Go through the records below and copy out every line that contains the word "viewed".

[Data shown Boundary: Start]

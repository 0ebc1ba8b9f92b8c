//! Error types for Lineage.
//!
//! This module provides a structured error hierarchy using `thiserror`:
//!
//! - [`PublishError`] - A subscriber failed and no error handler was installed
//! - [`InvocationError`] - An erased invocation could not be carried out

use crate::{event::EventType, subscriber::SubscriberId};
use thiserror::Error;

/// A boxed error type for dynamic error handling.
pub type BoxError = Box<dyn std::error::Error + Send + Sync + 'static>;

/// Errors that abort a publish call.
#[derive(Error, Debug)]
pub enum PublishError {
    /// A subscriber raised an error while no error handler was supplied.
    #[error("subscriber {subscriber} failed while handling `{event}`")]
    Subscriber {
        /// The failing subscriber.
        subscriber: SubscriberId,
        /// The runtime type of the published event.
        event: EventType,
        /// The error raised by the subscriber's callback.
        #[source]
        source: BoxError,
    },
}

impl PublishError {
    /// The id of the subscriber whose failure aborted the publish call.
    pub fn subscriber(&self) -> SubscriberId {
        match self {
            PublishError::Subscriber { subscriber, .. } => *subscriber,
        }
    }
}

/// Errors raised while adapting an erased call onto a concrete member.
#[derive(Error, Debug, Clone, PartialEq, Eq)]
pub enum InvocationError {
    /// The handle's listener is not of the member's owning type.
    #[error("listener is not a `{expected}`")]
    ListenerMismatch {
        /// Type name of the owning listener type.
        expected: &'static str,
    },

    /// An argument could not be viewed as the declared parameter type.
    #[error("argument {index} cannot be viewed as `{expected}`")]
    ArgumentMismatch {
        /// Position of the parameter.
        index: usize,
        /// Declared parameter type.
        expected: &'static str,
    },

    /// Fewer arguments were supplied than the member declares.
    #[error("missing argument {index}")]
    MissingArgument {
        /// Position of the first missing parameter.
        index: usize,
    },

    /// The member was enumerated but has no invoker.
    #[error("member `{member}` cannot be invoked")]
    NotInvocable {
        /// Member name.
        member: &'static str,
    },

    /// The event does not carry a value of the requested type in its lineage.
    #[error("event `{actual}` has no `{expected}` in its lineage")]
    EventMismatch {
        /// Requested view type.
        expected: &'static str,
        /// Runtime event type.
        actual: EventType,
    },
}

[Data shown Boundary: End]

**Written reply:**
    /// An argument could not be viewed as the declared parameter type.
    #[error("argument {index} cannot be viewed as `{expected}`")]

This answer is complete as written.